Son berceau est le sud Manche, autour de la ville d’Avranches et la baie du Mont St-Michel. Les moutons qui pâturent les grèves (ou prés-salés) appartenaient traditionnellement aux religieux du Mont St-Michel, à qui ils fournissent laine (pour se vêtir) et peau (comme support d’écriture, appelé vélin)

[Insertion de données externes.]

use serde::{Deserialize, Serialize};

/// Whether a contact is a group chat, a direct chat, or something the
/// backend invented that we pass through untouched.
#[derive(Debug, Clone, PartialEq, Eq, Serialize, Deserialize)]
#[serde(rename_all = "lowercase")]
pub enum ContactKind {
    Group,
    Private,
    #[serde(untagged)]
    Other(String),
}

impl ContactKind {
    pub fn label(&self) -> &str {
        match self {
            Self::Group => "group",
            Self::Private => "private",
            Self::Other(raw) => raw,
        }
    }
}

/// A normalized contact. `identity` is derived by [`crate::identity::resolve`]
/// and is stable for the lifetime of a session once resolved; it is never
/// empty for a selectable contact.
#[derive(Debug, Clone, Serialize, Deserialize)]
pub struct Contact {
    pub identity: String,
    pub display_name: String,
    pub kind: Option<ContactKind>,
    pub raw_group_name: Option<String>,
}

impl Contact {
    /// Label shown in the contact list: display name plus kind tag.
    pub fn label(&self) -> String {
        match &self.kind {
            Some(kind) => format!("{} · {}", self.display_name, kind.label().to_uppercase()),
            None => self.display_name.clone(),
        }
    }
}

/// Content type of a history record.
#[derive(Debug, Clone, PartialEq, Eq, Serialize, Deserialize)]
#[serde(rename_all = "lowercase")]
pub enum ContentKind {
    Text,
    Image,
    #[serde(untagged)]
    Other(String),
}

impl Default for ContentKind {
    fn default() -> Self {
        Self::Text
    }
}

impl ContentKind {
    pub fn label(&self) -> &str {
        match self {
            Self::Text => "text",
            Self::Image => "image",
            Self::Other(other) => other,
        }
    }
}

/// One message in a contact's chat history, as returned by the backend.
///
/// Records arrive in non-decreasing chronological order and are never
/// re-sorted by the client — only truncated or filtered.
#[derive(Debug, Clone, Serialize, Deserialize)]
pub struct HistoryRecord {
    /// Sender identity (resolved backend field, may be a display name).
    #[serde(default, alias = "name")]
    pub sender: String,
    /// Display timestamp string as supplied by the backend.
    #[serde(default)]
    pub time: String,
    /// Message body.
    #[serde(default, alias = "text")]
    pub text_body: String,
    /// Text extracted from attached documents or OCR'd images.
    #[serde(default)]
    pub extracted_content: Option<String>,
    #[serde(default)]
    pub content_type: ContentKind,
    /// Path of a locally saved media file, if any.
    #[serde(default, alias = "local_path")]
    pub local_resource_path: Option<String>,
}

impl HistoryRecord {
    /// The text a search query is matched against: body and extracted
    /// content, space-joined.
    pub fn searchable_text(&self) -> String {
        match self.extracted_content.as_deref() {
            Some(extra) if !extra.is_empty() => format!("{} {}", self.text_body, extra),
            _ => self.text_body.clone(),
        }
    }
}

#[cfg(test)]
mod tests {
    use super::*;

    #[test]
    fn contact_label_includes_kind_tag() {
        let contact = Contact {
            identity: "42".to_string(),
            display_name: "Ops".to_string(),
            kind: Some(ContactKind::Group),
            raw_group_name: Some("Ops Group".to_string()),
        };
        assert_eq!(contact.label(), "Ops · GROUP");
    }

    #[test]
    fn searchable_text_joins_body_and_extracted_content() {
        let record = HistoryRecord {
            sender: "A".to_string(),
            time: "t1".to_string(),
            text_body: "see attached".to_string(),
            extracted_content: Some("quarterly report".to_string()),
            content_type: ContentKind::Text,
            local_resource_path: None,
        };
        assert_eq!(record.searchable_text(), "see attached quarterly report");
    }

    #[test]
    fn history_record_deserializes_backend_field_names() {
        let record: HistoryRecord = serde_json::from_str(
            r#"{"name":"alice","time":"2025-01-01 10:00","text":"hi","content_type":"text","local_path":null}"#,
        )
        .unwrap();
        assert_eq!(record.sender, "alice");
        assert_eq!(record.text_body, "hi");
        assert_eq!(record.content_type, ContentKind::Text);
    }

    #[test]
    fn unknown_content_type_is_preserved() {
        let record: HistoryRecord =
            serde_json::from_str(r#"{"name":"a","time":"t","text":"x","content_type":"sticker"}"#)
                .unwrap();
        assert_eq!(record.content_type, ContentKind::Other("sticker".to_string()));
    }
}
use ratatui::prelude::*;
use ratatui::widgets::{Block, BorderType, Padding};

pub struct Theme;

impl Theme {
    // ── Border ───────────────────────────────────────────────────────
    pub const BORDER_DIM: Color = Color::DarkGray;
    pub const BORDER_NORMAL: Color = Color::Rgb(60, 65, 80);
    pub const BORDER_ACCENT: Color = Color::Rgb(100, 180, 240);

    // ── Text hierarchy ───────────────────────────────────────────────
    pub const TEXT_PRIMARY: Color = Color::White;
    pub const TEXT_SECONDARY: Color = Color::Rgb(140, 145, 160);
    pub const TEXT_MUTED: Color = Color::Rgb(80, 85, 100);
    pub const TEXT_CONTENT: Color = Color::Rgb(170, 175, 190);

    // ── Key style (for footer hints) ─────────────────────────────────
    pub const TEXT_KEY: Color = Color::Rgb(140, 145, 160);
    pub const TEXT_KEY_DESC: Color = Color::DarkGray;

    // ── Accent ───────────────────────────────────────────────────────
    pub const ACCENT_BLUE: Color = Color::Rgb(100, 180, 240);
    pub const ACCENT_GREEN: Color = Color::Rgb(80, 200, 120);
    pub const ACCENT_RED: Color = Color::Rgb(220, 80, 80);
    pub const ACCENT_YELLOW: Color = Color::Rgb(220, 180, 60);

    // ── Semantic ─────────────────────────────────────────────────────
    pub const TOGGLE_ON: Color = Color::Rgb(80, 200, 120);
    pub const TOGGLE_OFF: Color = Color::Rgb(220, 80, 80);
    pub const MATCH_HIGHLIGHT: Color = Color::Rgb(220, 180, 60);

    // ── Badge colors ─────────────────────────────────────────────────
    pub const BADGE_GROUP: Color = Color::Rgb(80, 160, 240);
    pub const BADGE_PRIVATE: Color = Color::Rgb(80, 200, 120);

    // ── Padding ──────────────────────────────────────────────────────
    pub const PADDING_COMPACT: Padding = Padding::new(1, 1, 0, 0);

    // ── Block helpers ────────────────────────────────────────────────

    pub fn block() -> Block<'static> {
        Block::bordered()
            .border_type(BorderType::Rounded)
            .border_style(Style::new().fg(Self::BORDER_NORMAL))
    }

    pub fn block_dim() -> Block<'static> {
        Block::bordered()
            .border_type(BorderType::Rounded)
            .border_style(Style::new().fg(Self::BORDER_DIM))
    }

    pub fn block_accent() -> Block<'static> {
        Block::bordered()
            .border_type(BorderType::Rounded)
            .border_style(Style::new().fg(Self::BORDER_ACCENT))
    }
}

// ── Sender color palette ─────────────────────────────────────────────

const SENDER_PALETTE: [Color; 8] = [
    Color::Rgb(100, 180, 240), // blue
    Color::Rgb(80, 200, 120),  // green
    Color::Rgb(220, 180, 60),  // yellow
    Color::Rgb(180, 140, 220), // purple
    Color::Rgb(220, 130, 80),  // orange
    Color::Rgb(80, 200, 200),  // teal
    Color::Rgb(220, 100, 160), // pink
    Color::Rgb(160, 200, 80),  // lime
];

pub fn sender_color(sender: &str) -> Color {
    let hash = sender
        .bytes()
        .fold(0u32, |acc, b| acc.wrapping_mul(31).wrapping_add(b as u32));
    SENDER_PALETTE[(hash as usize) % SENDER_PALETTE.len()]
}

#[cfg(test)]
mod tests {
    use super::*;

    #[test]
    fn sender_color_is_stable_for_same_sender() {
        assert_eq!(sender_color("alice"), sender_color("alice"));
    }

    #[test]
    fn sender_color_uses_multiple_palette_slots() {
        let a = sender_color("alice");
        let b = sender_color("bob");
        let c = sender_color("carol");
        assert!(a != b || b != c || a != c);
    }
}
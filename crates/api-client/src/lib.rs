mod client;
mod error;
mod retry;

pub use client::ApiClient;
pub use error::ClientError;
pub use retry::{retry_form_post, RetryConfig};
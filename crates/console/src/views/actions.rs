use crate::app::{App, Focus};
use crate::theme::Theme;
use ratatui::prelude::*;
use ratatui::widgets::Paragraph;

pub fn render(frame: &mut Frame, app: &App, area: Rect) {
    let block = if app.focus == Focus::Actions {
        Theme::block_accent()
    } else {
        Theme::block()
    }
    .title(" Actions ")
    .padding(Theme::PADDING_COMPACT);
    let inner = block.inner(area);
    frame.render_widget(block, area);

    let key_style = Style::new().fg(Theme::TEXT_KEY);
    let desc_style = Style::new().fg(Theme::TEXT_KEY_DESC);

    let mut lines = Vec::new();

    match &app.selected_contact {
        None => {
            lines.push(Line::styled(
                "Select a contact first",
                Style::new().fg(Theme::TEXT_MUTED),
            ));
        }
        Some(contact) => {
            let reply_line = match app.stores.reply.value(contact) {
                Some(true) => Line::from(vec![
                    Span::styled("Auto-reply: ", Style::new().fg(Theme::TEXT_SECONDARY)),
                    Span::styled("on", Style::new().fg(Theme::TOGGLE_ON).bold()),
                ]),
                Some(false) => Line::from(vec![
                    Span::styled("Auto-reply: ", Style::new().fg(Theme::TEXT_SECONDARY)),
                    Span::styled("off", Style::new().fg(Theme::TOGGLE_OFF).bold()),
                ]),
                None if app.stores.reply.is_loading(contact) => Line::styled(
                    "Auto-reply: loading...",
                    Style::new().fg(Theme::TEXT_MUTED),
                ),
                None => Line::styled("Auto-reply: unknown", Style::new().fg(Theme::TEXT_MUTED)),
            };
            lines.push(reply_line);

            if app.editing_test_message {
                lines.push(Line::from(vec![
                    Span::styled("Test message: ", Style::new().fg(Theme::TEXT_SECONDARY)),
                    Span::styled(
                        format!("{}_", app.test_message),
                        Style::new().fg(Theme::TEXT_PRIMARY),
                    ),
                ]));
                lines.push(Line::from(vec![
                    Span::styled("Enter ", key_style),
                    Span::styled("send  ", desc_style),
                    Span::styled("Esc ", key_style),
                    Span::styled("cancel", desc_style),
                ]));
            } else if app.mutation_pending {
                lines.push(Line::styled(
                    "Working...",
                    Style::new().fg(Theme::ACCENT_YELLOW),
                ));
            } else {
                lines.push(Line::from(vec![
                    Span::styled("s ", key_style),
                    Span::styled("summarize  ", desc_style),
                    Span::styled("n ", key_style),
                    Span::styled("notifications  ", desc_style),
                    Span::styled("a ", key_style),
                    Span::styled("toggle auto-reply  ", desc_style),
                    Span::styled("d ", key_style),
                    Span::styled("docs  ", desc_style),
                    Span::styled("i ", key_style),
                    Span::styled("images  ", desc_style),
                    Span::styled("t ", key_style),
                    Span::styled("test message", desc_style),
                ]));
            }
        }
    }

    lines.push(Line::raw(""));
    lines.push(render_vector_dbs(app));

    frame.render_widget(Paragraph::new(lines), inner);
}

fn render_vector_dbs(app: &App) -> Line<'static> {
    let Some(resp) = app.stores.vector_dbs.value(&()) else {
        return if app.stores.vector_dbs.is_loading(&()) {
            Line::styled("Vector stores: loading...", Style::new().fg(Theme::TEXT_MUTED))
        } else {
            Line::styled("Vector stores: unavailable", Style::new().fg(Theme::TEXT_MUTED))
        };
    };

    let mut spans = vec![Span::styled(
        "Vector store: ",
        Style::new().fg(Theme::TEXT_SECONDARY),
    )];
    if resp.databases.is_empty() {
        spans.push(Span::styled("none", Style::new().fg(Theme::TEXT_MUTED)));
        return Line::from(spans);
    }
    for (i, db) in resp.databases.iter().enumerate() {
        let active = resp.current_db.as_deref() == Some(db.as_str());
        let cursor = app.focus == Focus::Actions && i == app.vector_db_cursor;
        let style = match (active, cursor) {
            (true, _) => Style::new().fg(Theme::ACCENT_GREEN).bold(),
            (false, true) => Style::new().fg(Theme::ACCENT_BLUE),
            (false, false) => Style::new().fg(Theme::TEXT_MUTED),
        };
        let marker = if cursor { ">" } else { " " };
        spans.push(Span::styled(format!("{marker}{db} "), style));
    }
    Line::from(spans)
}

En nous penchant sur le travail des moines-copistes, nous avons découvert qu’ils recouvraient leur table en pierre ou en bois avec un textile pour la rendre bien plane. Cette étoffe était en laine et s’appelait une bure. Elle a par la suite donné naissance au mot « bureau » ! Cette anecdote nous a inspiré et nous avons décidé de recréer un pupitre de moine-copiste, en respectant son ambiance monacale.

Technique mise en œuvre

Le tissage a été choisi, bien que la rudimentaire bure ai souvent résulté d’un feutrage grossier avec les brins de laine considérés comme des déchets. La rencontre d’une talentueuse tisserande, Héloïse Valet, nous a donné très envie de collaborer.

Le fil provient de notre travail de collecte et mutualisation d’une dizaine d’éleveurs. Ils s’appellent Jean-Pierre, Séréna, Aurélie, Benoît, Virginie,… et sont tous normands !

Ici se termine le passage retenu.